(Saved entries)
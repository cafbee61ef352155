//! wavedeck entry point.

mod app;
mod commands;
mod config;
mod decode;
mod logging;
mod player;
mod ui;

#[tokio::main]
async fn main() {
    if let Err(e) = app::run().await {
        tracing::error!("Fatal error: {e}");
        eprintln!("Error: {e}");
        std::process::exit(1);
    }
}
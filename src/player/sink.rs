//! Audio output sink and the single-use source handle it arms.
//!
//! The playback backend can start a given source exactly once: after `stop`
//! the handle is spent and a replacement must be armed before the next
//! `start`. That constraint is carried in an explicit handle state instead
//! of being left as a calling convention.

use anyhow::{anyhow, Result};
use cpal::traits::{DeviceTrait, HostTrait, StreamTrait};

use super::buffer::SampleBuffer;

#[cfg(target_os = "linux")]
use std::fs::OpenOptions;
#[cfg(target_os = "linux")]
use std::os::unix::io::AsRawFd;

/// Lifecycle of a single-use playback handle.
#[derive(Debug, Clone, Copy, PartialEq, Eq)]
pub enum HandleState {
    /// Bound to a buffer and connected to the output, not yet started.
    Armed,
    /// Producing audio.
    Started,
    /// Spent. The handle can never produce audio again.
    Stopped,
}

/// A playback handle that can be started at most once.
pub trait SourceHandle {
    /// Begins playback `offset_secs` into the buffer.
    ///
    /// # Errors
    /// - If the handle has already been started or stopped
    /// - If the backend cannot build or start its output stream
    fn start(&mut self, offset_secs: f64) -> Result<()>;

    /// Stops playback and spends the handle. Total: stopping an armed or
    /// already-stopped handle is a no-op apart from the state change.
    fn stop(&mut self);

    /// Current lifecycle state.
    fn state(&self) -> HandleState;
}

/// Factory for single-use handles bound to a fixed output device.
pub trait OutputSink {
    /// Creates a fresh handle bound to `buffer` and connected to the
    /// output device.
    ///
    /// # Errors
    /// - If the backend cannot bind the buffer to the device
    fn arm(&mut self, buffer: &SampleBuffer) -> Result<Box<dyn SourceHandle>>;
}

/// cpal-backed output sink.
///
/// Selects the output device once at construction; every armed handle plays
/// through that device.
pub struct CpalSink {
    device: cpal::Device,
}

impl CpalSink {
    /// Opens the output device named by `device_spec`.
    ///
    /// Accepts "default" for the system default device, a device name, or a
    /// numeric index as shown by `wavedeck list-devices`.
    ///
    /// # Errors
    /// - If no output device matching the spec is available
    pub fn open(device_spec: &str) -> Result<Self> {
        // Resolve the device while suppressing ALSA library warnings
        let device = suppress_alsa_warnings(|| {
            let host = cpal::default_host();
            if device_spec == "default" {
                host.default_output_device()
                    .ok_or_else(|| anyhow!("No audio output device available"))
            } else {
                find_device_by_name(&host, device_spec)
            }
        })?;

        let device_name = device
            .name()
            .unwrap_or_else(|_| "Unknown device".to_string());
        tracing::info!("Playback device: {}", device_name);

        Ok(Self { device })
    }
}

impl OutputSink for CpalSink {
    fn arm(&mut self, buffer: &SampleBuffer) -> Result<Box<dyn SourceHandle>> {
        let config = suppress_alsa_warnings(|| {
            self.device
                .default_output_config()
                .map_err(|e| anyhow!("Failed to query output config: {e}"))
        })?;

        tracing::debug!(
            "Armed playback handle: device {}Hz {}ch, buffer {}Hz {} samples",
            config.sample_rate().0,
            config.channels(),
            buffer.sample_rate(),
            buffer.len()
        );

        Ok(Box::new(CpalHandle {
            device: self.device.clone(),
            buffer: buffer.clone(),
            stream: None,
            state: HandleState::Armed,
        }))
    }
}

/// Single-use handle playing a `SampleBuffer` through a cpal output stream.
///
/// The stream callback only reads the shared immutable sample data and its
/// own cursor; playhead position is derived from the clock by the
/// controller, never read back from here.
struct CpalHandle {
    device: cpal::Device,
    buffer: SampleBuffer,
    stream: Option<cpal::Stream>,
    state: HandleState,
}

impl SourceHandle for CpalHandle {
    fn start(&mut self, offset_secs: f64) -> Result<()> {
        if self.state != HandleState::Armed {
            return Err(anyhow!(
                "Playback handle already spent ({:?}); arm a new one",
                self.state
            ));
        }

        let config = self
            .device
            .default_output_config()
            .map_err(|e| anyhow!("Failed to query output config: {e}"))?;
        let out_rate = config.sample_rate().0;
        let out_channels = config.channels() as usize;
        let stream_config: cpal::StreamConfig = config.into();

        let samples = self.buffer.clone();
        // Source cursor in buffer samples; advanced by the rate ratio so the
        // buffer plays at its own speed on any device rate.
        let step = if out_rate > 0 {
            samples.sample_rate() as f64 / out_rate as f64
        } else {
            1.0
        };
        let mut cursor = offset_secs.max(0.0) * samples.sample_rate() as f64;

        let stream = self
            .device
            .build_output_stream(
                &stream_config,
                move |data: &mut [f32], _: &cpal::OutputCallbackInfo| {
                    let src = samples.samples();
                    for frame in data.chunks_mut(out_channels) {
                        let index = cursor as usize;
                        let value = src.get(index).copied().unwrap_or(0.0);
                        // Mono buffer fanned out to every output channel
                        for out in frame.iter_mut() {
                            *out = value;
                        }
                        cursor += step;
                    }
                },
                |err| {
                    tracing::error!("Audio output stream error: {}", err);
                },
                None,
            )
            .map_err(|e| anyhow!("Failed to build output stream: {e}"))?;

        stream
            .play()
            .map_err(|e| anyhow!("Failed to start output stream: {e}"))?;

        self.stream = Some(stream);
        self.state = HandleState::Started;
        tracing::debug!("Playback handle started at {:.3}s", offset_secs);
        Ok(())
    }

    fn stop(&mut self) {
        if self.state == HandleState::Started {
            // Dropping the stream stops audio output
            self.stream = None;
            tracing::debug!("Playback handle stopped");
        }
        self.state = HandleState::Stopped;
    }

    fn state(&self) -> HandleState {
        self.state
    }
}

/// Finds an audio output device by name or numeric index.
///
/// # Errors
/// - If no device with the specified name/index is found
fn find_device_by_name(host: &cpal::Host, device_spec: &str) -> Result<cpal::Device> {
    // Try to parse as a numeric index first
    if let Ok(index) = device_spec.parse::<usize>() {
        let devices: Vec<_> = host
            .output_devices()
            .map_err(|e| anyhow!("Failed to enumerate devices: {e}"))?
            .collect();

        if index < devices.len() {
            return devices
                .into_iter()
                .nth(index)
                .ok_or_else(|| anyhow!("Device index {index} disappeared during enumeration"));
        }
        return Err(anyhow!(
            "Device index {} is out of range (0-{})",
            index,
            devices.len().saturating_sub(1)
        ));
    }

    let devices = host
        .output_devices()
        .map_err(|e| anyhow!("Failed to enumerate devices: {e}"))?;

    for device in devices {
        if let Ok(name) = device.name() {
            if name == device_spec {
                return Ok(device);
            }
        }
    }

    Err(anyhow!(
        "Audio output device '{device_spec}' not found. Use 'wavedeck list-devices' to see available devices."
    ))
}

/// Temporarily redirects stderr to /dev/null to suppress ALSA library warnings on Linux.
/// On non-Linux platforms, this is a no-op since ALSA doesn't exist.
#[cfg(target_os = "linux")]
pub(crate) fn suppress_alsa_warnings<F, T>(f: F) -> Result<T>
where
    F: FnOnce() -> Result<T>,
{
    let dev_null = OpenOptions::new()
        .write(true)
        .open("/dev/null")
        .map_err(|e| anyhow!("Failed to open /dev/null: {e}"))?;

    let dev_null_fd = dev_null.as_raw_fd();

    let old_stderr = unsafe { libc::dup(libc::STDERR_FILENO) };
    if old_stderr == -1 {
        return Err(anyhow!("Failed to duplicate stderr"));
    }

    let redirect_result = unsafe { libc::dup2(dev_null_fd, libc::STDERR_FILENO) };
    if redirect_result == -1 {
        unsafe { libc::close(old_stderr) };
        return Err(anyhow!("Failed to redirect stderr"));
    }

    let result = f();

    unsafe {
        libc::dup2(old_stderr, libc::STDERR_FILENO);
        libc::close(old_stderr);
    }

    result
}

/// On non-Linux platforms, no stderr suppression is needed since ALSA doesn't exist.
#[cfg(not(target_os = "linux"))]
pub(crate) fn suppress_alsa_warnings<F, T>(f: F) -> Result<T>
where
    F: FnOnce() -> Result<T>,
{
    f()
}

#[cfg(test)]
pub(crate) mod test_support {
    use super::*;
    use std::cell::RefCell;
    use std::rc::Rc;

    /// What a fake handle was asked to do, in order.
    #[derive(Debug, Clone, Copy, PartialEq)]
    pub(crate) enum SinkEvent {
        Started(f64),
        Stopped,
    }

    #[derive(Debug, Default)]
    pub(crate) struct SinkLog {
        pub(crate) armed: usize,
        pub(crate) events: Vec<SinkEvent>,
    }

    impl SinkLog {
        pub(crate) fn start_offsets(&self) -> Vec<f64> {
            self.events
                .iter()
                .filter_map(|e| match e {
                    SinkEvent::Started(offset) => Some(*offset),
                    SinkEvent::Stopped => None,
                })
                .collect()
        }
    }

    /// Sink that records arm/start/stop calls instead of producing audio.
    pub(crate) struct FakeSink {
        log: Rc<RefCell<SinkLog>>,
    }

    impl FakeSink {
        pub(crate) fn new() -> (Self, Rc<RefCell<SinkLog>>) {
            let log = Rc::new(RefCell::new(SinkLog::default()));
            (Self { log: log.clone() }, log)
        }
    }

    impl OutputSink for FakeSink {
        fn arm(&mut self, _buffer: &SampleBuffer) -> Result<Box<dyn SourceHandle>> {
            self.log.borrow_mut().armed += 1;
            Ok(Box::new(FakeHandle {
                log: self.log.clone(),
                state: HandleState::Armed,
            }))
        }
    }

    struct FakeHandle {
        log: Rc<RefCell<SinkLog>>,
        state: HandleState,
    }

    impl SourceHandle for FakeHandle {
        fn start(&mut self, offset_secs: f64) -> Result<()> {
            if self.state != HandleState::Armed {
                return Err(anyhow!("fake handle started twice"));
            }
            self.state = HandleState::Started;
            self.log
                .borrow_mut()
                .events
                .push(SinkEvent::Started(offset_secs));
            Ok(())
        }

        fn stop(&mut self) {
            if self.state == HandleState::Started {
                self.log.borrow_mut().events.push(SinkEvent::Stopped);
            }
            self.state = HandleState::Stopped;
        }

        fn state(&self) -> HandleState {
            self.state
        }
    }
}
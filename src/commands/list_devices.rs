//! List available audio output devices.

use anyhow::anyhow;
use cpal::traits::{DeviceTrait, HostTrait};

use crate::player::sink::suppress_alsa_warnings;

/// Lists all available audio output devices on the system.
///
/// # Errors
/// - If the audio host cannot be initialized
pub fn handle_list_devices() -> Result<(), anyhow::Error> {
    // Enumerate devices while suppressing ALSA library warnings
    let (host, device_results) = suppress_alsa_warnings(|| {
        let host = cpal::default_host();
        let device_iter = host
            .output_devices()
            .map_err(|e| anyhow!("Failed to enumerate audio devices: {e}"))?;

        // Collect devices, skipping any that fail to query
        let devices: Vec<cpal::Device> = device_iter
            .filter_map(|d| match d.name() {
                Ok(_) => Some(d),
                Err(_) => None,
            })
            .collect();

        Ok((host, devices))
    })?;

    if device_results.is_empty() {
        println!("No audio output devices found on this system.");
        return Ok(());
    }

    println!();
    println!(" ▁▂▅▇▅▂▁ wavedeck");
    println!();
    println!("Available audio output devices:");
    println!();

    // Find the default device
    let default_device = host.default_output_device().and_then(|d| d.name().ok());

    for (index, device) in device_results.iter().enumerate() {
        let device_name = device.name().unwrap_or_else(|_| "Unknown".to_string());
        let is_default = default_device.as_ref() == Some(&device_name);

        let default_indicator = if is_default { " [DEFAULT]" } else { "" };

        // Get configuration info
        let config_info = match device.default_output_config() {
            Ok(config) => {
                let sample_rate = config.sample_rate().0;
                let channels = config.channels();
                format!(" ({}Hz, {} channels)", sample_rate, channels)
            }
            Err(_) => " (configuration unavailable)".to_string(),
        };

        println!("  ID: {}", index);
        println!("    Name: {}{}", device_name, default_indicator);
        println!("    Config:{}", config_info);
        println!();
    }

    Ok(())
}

ASSIGNMENT:
All lines above from the line with "an armed or" through the line with "pub trait OutputSink", both included, are to be set down exactly, with nothing else.

OUTPUT BELOW:
    /// Stops playback and spends the handle. Total: stopping an armed or
    /// already-stopped handle is a no-op apart from the state change.
    fn stop(&mut self);

    /// Current lifecycle state.
    fn state(&self) -> HandleState;
}

/// Factory for single-use handles bound to a fixed output device.
pub trait OutputSink {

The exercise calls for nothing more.